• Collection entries
........
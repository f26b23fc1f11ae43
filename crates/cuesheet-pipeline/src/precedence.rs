use serde::ser::{Serialize, SerializeMap, Serializer};
use std::collections::{BTreeMap, BTreeSet};

pub const COUNTRY_FLAG_KEYS: [&str; 5] = [
    "disclaimer_flag",
    "disclaimer_02_flag",
    "subtitle_flag",
    "super_A_flag",
    "super_B_flag",
];
pub const LOGO_ANIM_FLAG: &str = "logo_anim_flag";
pub const DEFAULT_KEY: &str = "_default";

pub fn country_flag_key(key: &str) -> Option<&'static str> {
    COUNTRY_FLAG_KEYS
        .iter()
        .copied()
        .find(|flag| flag.eq_ignore_ascii_case(key.trim()))
}

pub fn is_logo_anim_flag(key: &str) -> bool {
    key.trim().eq_ignore_ascii_case(LOGO_ANIM_FLAG)
}

/// The three levels a flag can be set at, highest priority first.
#[derive(Debug, Clone, Copy, Default, PartialEq, Eq)]
pub struct Precedence<'a> {
    pub video: Option<&'a str>,
    pub country: Option<&'a str>,
    pub fallback: Option<&'a str>,
}

impl<'a> Precedence<'a> {
    pub fn resolve(self) -> Option<&'a str> {
        self.video.or(self.country).or(self.fallback)
    }
}

#[derive(Debug, Clone, PartialEq, Eq)]
pub enum FlagValue {
    Scalar(String),
    PerCountry {
        default: String,
        overrides: BTreeMap<String, String>,
    },
}

impl FlagValue {
    pub fn resolve(&self, country: &str) -> &str {
        match self {
            FlagValue::Scalar(value) => value,
            FlagValue::PerCountry { default, overrides } => {
                overrides.get(country).unwrap_or(default)
            }
        }
    }
}

impl Serialize for FlagValue {
    fn serialize<S: Serializer>(&self, serializer: S) -> Result<S::Ok, S::Error> {
        match self {
            FlagValue::Scalar(value) => serializer.serialize_str(value),
            FlagValue::PerCountry { default, overrides } => {
                let mut map = serializer.serialize_map(Some(overrides.len() + 1))?;
                map.serialize_entry(DEFAULT_KEY, default)?;
                for (country, value) in overrides {
                    map.serialize_entry(country, value)?;
                }
                map.end()
            }
        }
    }
}

/// Duration -> flag value, in (length, lexical) duration order.
#[derive(Debug, Clone, Default, PartialEq, Eq)]
pub struct LogoAnimOverview {
    pub entries: Vec<(String, FlagValue)>,
}

impl LogoAnimOverview {
    pub fn get(&self, duration: &str) -> Option<&FlagValue> {
        self.entries
            .iter()
            .find(|(key, _)| key == duration)
            .map(|(_, value)| value)
    }

    /// Collapses nested entries to the value seen by one country.
    pub fn for_country(&self, country: &str) -> LogoAnimOverview {
        LogoAnimOverview {
            entries: self
                .entries
                .iter()
                .map(|(duration, value)| {
                    (duration.clone(), FlagValue::Scalar(value.resolve(country).to_string()))
                })
                .collect(),
        }
    }
}

impl Serialize for LogoAnimOverview {
    fn serialize<S: Serializer>(&self, serializer: S) -> Result<S::Ok, S::Error> {
        let mut map = serializer.serialize_map(Some(self.entries.len()))?;
        for (duration, value) in &self.entries {
            map.serialize_entry(duration, value)?;
        }
        map.end()
    }
}

/// `logo_anim_flag` values from `meta_global` rows, keyed by duration.
#[derive(Debug, Clone, Default, PartialEq, Eq)]
pub struct LogoAnimTable {
    defaults: BTreeMap<String, String>,
    per_country: BTreeMap<String, BTreeMap<String, String>>,
    /// First country that recorded a value for each duration.
    first_country: BTreeMap<String, String>,
}

impl LogoAnimTable {
    pub fn is_empty(&self) -> bool {
        self.defaults.is_empty()
    }

    /// Country values fall back to `default`; an empty default takes the value of the
    /// first country ever recorded for the duration.
    pub fn record<'a>(
        &mut self,
        duration: &str,
        default: &str,
        values: impl IntoIterator<Item = (&'a str, &'a str)>,
    ) {
        let duration = duration.trim();
        if duration.is_empty() {
            return;
        }
        let mut default = default.to_string();
        let bucket = self.per_country.entry(duration.to_string()).or_default();
        for (country, value) in values {
            let value = if value.is_empty() { default.as_str() } else { value };
            if !value.is_empty() {
                self.first_country
                    .entry(duration.to_string())
                    .or_insert_with(|| country.to_string());
                bucket.insert(country.to_string(), value.to_string());
            }
        }
        if default.is_empty() {
            if let Some(first) = self
                .first_country
                .get(duration)
                .and_then(|country| bucket.get(country))
            {
                default = first.clone();
            }
        }
        if bucket.is_empty() {
            self.per_country.remove(duration);
        }
        if !default.is_empty() {
            self.defaults.insert(duration.to_string(), default);
        }
    }

    pub fn resolve<'a>(
        &'a self,
        duration: &str,
        country: &str,
        video: Option<&'a str>,
    ) -> Option<&'a str> {
        let duration = duration.trim().to_uppercase();
        let fallback = self.defaults.get(&duration).map(String::as_str);
        let country_value = fallback.and_then(|_| {
            self.per_country
                .get(&duration)
                .and_then(|values| values.get(country))
                .map(String::as_str)
        });
        Precedence {
            video,
            country: country_value,
            fallback,
        }
        .resolve()
    }

    pub fn overview(&self) -> LogoAnimOverview {
        let mut durations: Vec<&String> = self.defaults.keys().collect();
        durations.sort_by(|a, b| a.len().cmp(&b.len()).then(a.cmp(b)));
        let entries = durations
            .into_iter()
            .map(|duration| {
                let default = self.defaults[duration].clone();
                let value = match self.per_country.get(duration) {
                    Some(values) if !values.is_empty() => {
                        let unique: BTreeSet<&String> = values.values().collect();
                        if unique.len() > 1 || !unique.contains(&default) {
                            FlagValue::PerCountry {
                                default,
                                overrides: values.clone(),
                            }
                        } else {
                            FlagValue::Scalar(default)
                        }
                    }
                    _ => FlagValue::Scalar(default),
                };
                (duration.clone(), value)
            })
            .collect();
        LogoAnimOverview { entries }
    }
}

/// Country-scoped flag defaults from `meta_global` rows.
#[derive(Debug, Clone, Default, PartialEq, Eq)]
pub struct FlagDefaults {
    pub by_country: Vec<BTreeMap<String, String>>,
    pub logo_anim: LogoAnimTable,
}

impl FlagDefaults {
    pub fn new(countries: usize) -> Self {
        Self {
            by_country: vec![BTreeMap::new(); countries],
            logo_anim: LogoAnimTable::default(),
        }
    }

    pub fn set(&mut self, country: usize, key: &str, value: &str) {
        if value.is_empty() {
            return;
        }
        if let Some(flags) = self.by_country.get_mut(country) {
            flags.insert(key.to_string(), value.to_string());
        }
    }

    /// Final flag values for one video in one country.
    pub fn resolve_for_video(
        &self,
        country: usize,
        code: &str,
        duration: Option<&str>,
        overrides: &BTreeMap<String, String>,
    ) -> BTreeMap<String, String> {
        let empty = BTreeMap::new();
        let country_flags = self.by_country.get(country).unwrap_or(&empty);
        let mut keys: BTreeSet<&str> = country_flags.keys().map(String::as_str).collect();
        keys.extend(overrides.keys().map(String::as_str));

        let mut resolved = BTreeMap::new();
        for key in keys.into_iter().filter(|key| *key != LOGO_ANIM_FLAG) {
            let levels = Precedence {
                video: overrides.get(key).map(String::as_str),
                country: country_flags.get(key).map(String::as_str),
                fallback: None,
            };
            if let Some(value) = levels.resolve() {
                resolved.insert(key.to_string(), value.to_string());
            }
        }

        let local_logo = overrides.get(LOGO_ANIM_FLAG).map(String::as_str);
        let logo = match duration {
            Some(duration) => self.logo_anim.resolve(duration, code, local_logo),
            None => local_logo,
        };
        if let Some(value) = logo {
            resolved.insert(LOGO_ANIM_FLAG.to_string(), value.to_string());
        }
        resolved
    }
}

#[cfg(test)]
mod tests {
    use super::*;

    #[test]
    fn precedence_prefers_video_then_country_then_fallback() {
        let all = Precedence {
            video: Some("v"),
            country: Some("c"),
            fallback: Some("f"),
        };
        assert_eq!(all.resolve(), Some("v"));
        assert_eq!(Precedence { video: None, ..all }.resolve(), Some("c"));
        assert_eq!(
            Precedence {
                video: None,
                country: None,
                fallback: Some("f")
            }
            .resolve(),
            Some("f")
        );
        assert_eq!(Precedence::default().resolve(), None);
    }

    #[test]
    fn video_override_always_wins() {
        for country in [None, Some("c")] {
            for fallback in [None, Some("f")] {
                let levels = Precedence {
                    video: Some("v"),
                    country,
                    fallback,
                };
                assert_eq!(levels.resolve(), Some("v"));
            }
        }
    }

    #[test]
    fn flag_value_resolves_per_country() {
        let mut overrides = BTreeMap::new();
        overrides.insert("FRA".to_string(), "N".to_string());
        let value = FlagValue::PerCountry {
            default: "Y".to_string(),
            overrides,
        };
        assert_eq!(value.resolve("FRA"), "N");
        assert_eq!(value.resolve("GBL"), "Y");
        assert_eq!(FlagValue::Scalar("Y".to_string()).resolve("FRA"), "Y");
        assert_eq!(
            serde_json::to_value(&value).expect("json"),
            serde_json::json!({"_default": "Y", "FRA": "N"})
        );
    }

    #[test]
    fn logo_table_uses_default_when_countries_agree() {
        let mut table = LogoAnimTable::default();
        table.record("30", "Y", [("GBL", ""), ("FRA", "")]);
        table.record("6", "N", [("GBL", ""), ("FRA", "")]);
        let overview = table.overview();
        assert_eq!(overview.entries[0].0, "6");
        assert_eq!(overview.get("30"), Some(&FlagValue::Scalar("Y".to_string())));
        assert_eq!(table.resolve("30", "FRA", None), Some("Y"));
        assert_eq!(table.resolve("30", "FRA", Some("N")), Some("N"));
        assert_eq!(table.resolve("15", "FRA", None), None);
    }

    #[test]
    fn logo_table_nests_disagreeing_countries() {
        let mut table = LogoAnimTable::default();
        table.record("15", "", [("GBL", "Y"), ("FRA", "N")]);
        let overview = table.overview();
        match overview.get("15").expect("entry") {
            FlagValue::PerCountry { default, overrides } => {
                assert_eq!(default, "Y");
                assert_eq!(overrides.get("FRA").map(String::as_str), Some("N"));
            }
            other => panic!("expected nested value, got {other:?}"),
        }
        let trimmed = overview.for_country("FRA");
        assert_eq!(trimmed.get("15"), Some(&FlagValue::Scalar("N".to_string())));
    }

    #[test]
    fn empty_default_follows_first_recorded_country() {
        let mut table = LogoAnimTable::default();
        table.record("15", "", [("GBL", ""), ("FRA", "N")]);
        table.record("15", "", [("AUS", "Y"), ("FRA", "")]);
        assert_eq!(table.resolve("15", "DEU", None), Some("N"));
        assert_eq!(table.resolve("15", "AUS", None), Some("Y"));

        table.record("30", "", [("ZAF", "Y"), ("AUS", "N")]);
        assert_eq!(table.resolve("30", "DEU", None), Some("Y"));
    }

    #[test]
    fn durations_sort_by_length_then_text() {
        let mut table = LogoAnimTable::default();
        for duration in ["120", "30", "6", "15"] {
            table.record(duration, "Y", []);
        }
        let order: Vec<String> = table
            .overview()
            .entries
            .into_iter()
            .map(|(duration, _)| duration)
            .collect();
        assert_eq!(order, vec!["6", "15", "30", "120"]);
    }

    #[test]
    fn video_flags_layer_overrides_on_country_defaults() {
        let mut defaults = FlagDefaults::new(2);
        defaults.set(0, "subtitle_flag", "Y");
        defaults.set(1, "subtitle_flag", "N");
        defaults.logo_anim.record("30", "Y", [("GBL", ""), ("FRA", "")]);

        let mut overrides = BTreeMap::new();
        overrides.insert("subtitle_flag".to_string(), "L".to_string());
        overrides.insert(LOGO_ANIM_FLAG.to_string(), "N".to_string());

        let gbl = defaults.resolve_for_video(0, "GBL", Some("30"), &BTreeMap::new());
        assert_eq!(gbl.get("subtitle_flag").map(String::as_str), Some("Y"));
        assert_eq!(gbl.get(LOGO_ANIM_FLAG).map(String::as_str), Some("Y"));

        let fra = defaults.resolve_for_video(1, "FRA", Some("30"), &overrides);
        assert_eq!(fra.get("subtitle_flag").map(String::as_str), Some("L"));
        assert_eq!(fra.get(LOGO_ANIM_FLAG).map(String::as_str), Some("N"));
    }
}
........
• Work to complete
Provide the count of lines in the data above containing "bool", and nothing further.

• Exercise result
2